Definition: Portfolio analysis is an examination of the components included in a mix of products with the purpose of making decisions that are expected to improve overall return. The term applies to the process that allows a manager to recognize better ways to allocate resources with the goal of increasing profits. It might also refer to an investment portfolio composed by securities.

What Does Portfolio Analysis Mean?

When a company markets a range of different product or services it is required to conduct portfolio analysis periodically. This means to analyze each product separately in terms of profitability, contribution to the company’s income and growth potential. This analysis facilitates the identification of products that are not profitable at all or play poorly within the group.

The products are categorized by pre-defined criteria such as sales value, market share, gross profitability, contribution margin and life cycle. The results could clearly point to products that should be taken out of the market or simply receive fewer resources.

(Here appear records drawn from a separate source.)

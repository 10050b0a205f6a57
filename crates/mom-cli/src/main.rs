//! MOM CLI - skin photo scans and nearby healthcare providers.

use anyhow::Result;
use clap::Parser;
use tracing_subscriber::{layer::SubscriberExt, util::SubscriberInitExt};

mod commands;
mod output;

use commands::Cli;

/// Initialize tracing.
///
/// Logs go to stderr so `--json` output on stdout stays parseable.
fn init_tracing(verbose: bool) {
    let env_filter = tracing_subscriber::EnvFilter::try_from_default_env().unwrap_or_else(|_| {
        if verbose {
            "mom=debug,mom_core=debug,mom_web=debug".into()
        } else {
            "mom=info,mom_core=info,mom_web=debug".into()
        }
    });

    tracing_subscriber::registry()
        .with(env_filter)
        .with(tracing_subscriber::fmt::layer().with_writer(std::io::stderr))
        .init();
}

#[tokio::main]
async fn main() -> Result<()> {
    let cli = Cli::parse();
    init_tracing(cli.verbose);
    cli.execute().await
}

It might also indicate that the company must increase its investments and efforts to some star products that have a higher potential. The analysis is made to improve the global portfolio’s performance since the ultimate objective is maximizing profit for shareholders.

Example

Shine Shoes manufactures and markets 55 models of women shoes. The General Manager realized that sales increased but profitability steadily decreased over the past two years. He did not know what happened and he asked a consultant to conduct a portfolio analysis. The study provided some interesting results. The top five models represented 17% of total sales. However, those five were not profitable at all because production costs were too high.

At the same time other models were highly profitable but their sales were negligible within the overall portfolio. The Manager decided that higher investment in marketing and sales effort should be made in the most profitable models and thus to push the overall profit up. The results were positive and the company improved notably its finances thanks to the insights obtained by the portfolio analysis.